コミットメントを再確立する

 従業員のコミットメントを再確立するには、マネジャーが何らかの判断を行った際に、組織の代理人として、その決定を下した理由と経緯を正直に説明する必要がある。そのような説明がなければ、従業員はみずからセンスメイキングを行い、その空白を自分自身の期待で埋めようとする。これは組織に不利益をもたらすことが多い。

 コロナ禍のような異例の状況において、従業員は社会的比較を行う。これは、自分の状況を実在あるいは架空の人物と比較する心理的プロセスを指す。そして比較を行った結果、従業員は自分が不公平な扱いを受けたと思い込み、組織に対してネガティブな見方を持つようになることが少なくない。

 コミットメントを再確立すれば、このような好ましくない判断を防ぐ助けになる。マネジャーは危機管理対策を公式に説明することで、従業員との間に信頼関係を構築し、彼らの信用を獲得することができるだろう。

 コミットメントを再確立する方法は3つある。

1. 抑制的な説明:マネジャーが特定の措置を講じた理由を率直に説明する。たとえば、「地域の保健機関の指示に従った」と伝える。

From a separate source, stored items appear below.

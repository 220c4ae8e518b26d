//! # ドメイン層エラー定義
//!
//! ビジネスルール違反やドメイン固有の例外状態を表現するエラー型。
//!
//! ## エラーの種類と HTTP ステータスの対応
//!
//! | エラー種別 | HTTP ステータス | 用途 |
//! |-----------|----------------|------|
//! | `Validation` | 400 Bad Request | 入力値の検証失敗 |
//! | `NotFound` | 404 Not Found | エンティティが存在しない |
//! | `Conflict` | 409 Conflict | 一意制約違反（スラッグ、メールアドレス） |
//! | `Forbidden` | 403 Forbidden | 権限不足 |
//!
//! ## 使用例
//!
//! ```rust
//! use forum_domain::DomainError;
//!
//! fn validate_title(title: &str) -> Result<(), DomainError> {
//!     if title.is_empty() {
//!         return Err(DomainError::Validation("タイトルは必須です".to_string()));
//!     }
//!     Ok(())
//! }
//!
//! assert!(validate_title("").is_err());
//! ```

use thiserror::Error;

/// ドメイン層で発生するエラー
///
/// API 層でこのエラーを受け取り、適切な HTTP レスポンスに変換する。
#[derive(Debug, Error)]
pub enum DomainError {
    /// バリデーションエラー
    ///
    /// 入力値がビジネスルールに違反している場合に使用する。
    ///
    /// # 例
    ///
    /// - 必須フィールドが未入力
    /// - 文字数制限の超過
    /// - 投票方向が `up` / `down` 以外
    #[error("バリデーションエラー: {0}")]
    Validation(String),

    /// エンティティが見つからない
    ///
    /// `entity_type` にはエンティティの種類（"Question", "Answer" など）を指定する。
    #[error("{entity_type} が見つかりません: {id}")]
    NotFound {
        /// エンティティの種類
        entity_type: &'static str,
        /// 検索に使用した識別子
        id:          String,
    },

    /// 競合エラー
    #[error("競合が発生しました: {0}")]
    Conflict(String),

    /// 権限エラー
    ///
    /// 認証（Authentication）ではなく認可（Authorization）の失敗を表す。
    #[error("権限がありません: {0}")]
    Forbidden(String),
}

2. 正当化:当局の資料に言及し、マネジャーの行動が正当なものであることを示す。たとえば、米国疾病予防管理センター(CDC)のガイドラインや行動の手引きとなった調査結果を挙げる。

3. リフレーミング:現在の状況よりも、もっと悪い結果になっていたかもしれないことを強調する。たとえば、一部の国の企業で行われている極端な隔離措置を例に出す。

 コミットメントを再構築するためには、透明性が欠かせない。筆者らの研究では、ある被験者が「上層部から現場の社員まで、誰もが私生活と仕事上で直面した困難を共有し、全員が関わりを持つことが欠かせない」と雄弁に語った。このような組織としての行動は、「全員でこの局面を乗り越えよう」というメッセージになる。

 また、共感や思いやりの価値を強化する。従業員の道標となるのは予測不可能な状況ではなく、共感や思いやりの価値だと強調できるからだ。このように正常化に努めることで、従業員は不確実な状況の先に目を向け、生産性の向上に努めることができるだろう。